Data -
------------------------------
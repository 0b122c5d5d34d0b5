//! Warn plugin
//!
//! Each unit is one annotated source file. The tool's reported warnings are
//! matched against the warnings declared by the file's annotations.

use std::path::{Path, PathBuf};

use crate::config::{PluginKind, WarnSettings};
use crate::domain::entities::{DebugInfo, TestResult, TestUnit, Warning};
use crate::domain::services::{
    check_results, extract_actual_warnings, extract_expected_warnings, strip_annotations,
};
use crate::error::{SaveError, SaveResult};

use super::{crash, file_name, files_in, Plugin, PluginContext};

pub struct WarnPlugin {
    ctx: PluginContext,
    settings: WarnSettings,
    scratch_dir: PathBuf,
}

/// A unit ready to be handed to the tool
struct Prepared<'a> {
    unit: &'a TestUnit,
    file_name: String,
    expected: Vec<Warning>,
    tool_input: PathBuf,
}

impl WarnPlugin {
    pub fn new(ctx: PluginContext, settings: WarnSettings) -> Self {
        let scratch_dir = ctx.scratch_dir_for(PluginKind::Warn);
        Self {
            ctx,
            settings,
            scratch_dir,
        }
    }

    pub fn settings(&self) -> &WarnSettings {
        &self.settings
    }

    fn prepare<'a>(&self, unit: &'a TestUnit) -> SaveResult<Prepared<'a>> {
        let file = unit
            .last()
            .ok_or_else(|| SaveError::resource_format("empty test unit"))?;
        let lines = self.ctx.fs.read_lines(file)?;
        let file_name = file_name(file);
        let expected = extract_expected_warnings(&lines, &file_name, &self.settings)?;

        let tool_input = if self.ctx.general.ignore_save_comments {
            let copy = self.ctx.scratch_copy_path(&self.scratch_dir, file);
            let mut content = strip_annotations(&lines, &self.settings).join("\n");
            content.push('\n');
            self.ctx.fs.write(&copy, &content)?;
            copy
        } else {
            file.to_path_buf()
        };

        Ok(Prepared {
            unit,
            file_name,
            expected,
            tool_input,
        })
    }
}

impl Plugin for WarnPlugin {
    fn kind(&self) -> PluginKind {
        PluginKind::Warn
    }

    fn context(&self) -> &PluginContext {
        &self.ctx
    }

    fn scratch_dir(&self) -> &Path {
        &self.scratch_dir
    }

    fn units_in(&self, dir: &Path) -> SaveResult<Vec<TestUnit>> {
        Ok(files_in(self.ctx.fs.as_ref(), dir)?
            .into_iter()
            .filter(|path| self.settings.is_test_resource(&file_name(path)))
            .map(TestUnit::single)
            .collect())
    }

    fn handle_units(&self, units: Vec<TestUnit>) -> SaveResult<Vec<TestResult>> {
        let mut results = Vec::with_capacity(units.len());

        for batch in units.chunks(self.settings.batch_size) {
            let mut prepared = Vec::new();
            for unit in batch {
                match self.prepare(unit) {
                    Ok(ready) => prepared.push(ready),
                    Err(err) => results.push(crash(unit, err, DebugInfo::default())),
                }
            }
            if prepared.is_empty() {
                continue;
            }

            let inputs: Vec<String> = prepared
                .iter()
                .map(|p| p.tool_input.to_string_lossy().into_owned())
                .collect();
            let command = vec![
                self.settings.exec_cmd.clone(),
                inputs.join(&self.settings.batch_separator),
            ];
            tracing::info!(command = %command.join(" "), "running warn command");

            let output = match self.ctx.executor.execute(&command, None) {
                Ok(output) => output,
                Err(err) => {
                    let debug_info = DebugInfo::from_output(err.stdout(), &[]);
                    results.extend(prepared.iter().map(|p| crash(p.unit, &err, debug_info.clone())));
                    continue;
                }
            };
            let debug_info = DebugInfo::from_output(&output.stdout, &output.stderr);
            let actual = match extract_actual_warnings(&output.stdout, &self.settings) {
                Ok(actual) => actual,
                Err(err) => {
                    results.extend(prepared.iter().map(|p| crash(p.unit, &err, debug_info.clone())));
                    continue;
                }
            };

            for ready in &prepared {
                let reported: Vec<Warning> = actual
                    .iter()
                    .filter(|w| w.file_name == ready.file_name)
                    .cloned()
                    .collect();
                let verdict =
                    check_results(&ready.expected, &reported, self.settings.exact_warnings_match);
                tracing::debug!(file = %ready.file_name, verdict = verdict.label(), "warn unit compared");
                results.push(TestResult::new(
                    ready.unit.files().to_vec(),
                    verdict,
                    debug_info.clone(),
                ));
            }
        }
        Ok(results)
    }
}
//! ProcessExecutor port - runs the external analysis tool
//!
//! The engine never spawns processes itself; timeout and sandboxing policy
//! belong to the implementation behind this trait.

use std::path::Path;

/// Captured result of a finished command
#[derive(Debug, Clone, Default, PartialEq, Eq)]
pub struct ExecutionOutput {
    pub exit_code: i32,
    pub stdout: Vec<String>,
    pub stderr: Vec<String>,
}

/// Command execution errors
#[derive(Debug, thiserror::Error)]
pub enum ExecutionError {
    /// The command could not be started at all
    #[error("failed to start `{command}`: {source}")]
    Spawn {
        command: String,
        #[source]
        source: std::io::Error,
    },

    /// The command finished with a non-zero status
    #[error("command `{command}` failed with status {code}: {}", stdout.join("\n"))]
    NonZeroExit {
        command: String,
        code: i32,
        stdout: Vec<String>,
    },
}

impl ExecutionError {
    /// Stdout captured before the failure, if any
    pub fn stdout(&self) -> &[String] {
        match self {
            ExecutionError::NonZeroExit { stdout, .. } => stdout,
            ExecutionError::Spawn { .. } => &[],
        }
    }
}

/// Abstract process execution interface
///
/// Implementations:
/// - `ShellExecutor` - runs the command line through the platform shell
pub trait ProcessExecutor {
    /// Run `command` (its parts are joined with spaces into one command line).
    ///
    /// When `redirect_to` is set, captured stdout is also written to that file.
    fn execute(
        &self,
        command: &[String],
        redirect_to: Option<&Path>,
    ) -> Result<ExecutionOutput, ExecutionError>;
}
------------------------------
Try it - Your response should contain each line of the listing in which the word "crash" occurs.

Answer to this problem -
use super::{crash, file_name, files_in, Plugin, PluginContext};
                    Err(err) => results.push(crash(unit, err, DebugInfo::default())),
                    results.extend(prepared.iter().map(|p| crash(p.unit, &err, debug_info.clone())));
                    results.extend(prepared.iter().map(|p| crash(p.unit, &err, debug_info.clone())));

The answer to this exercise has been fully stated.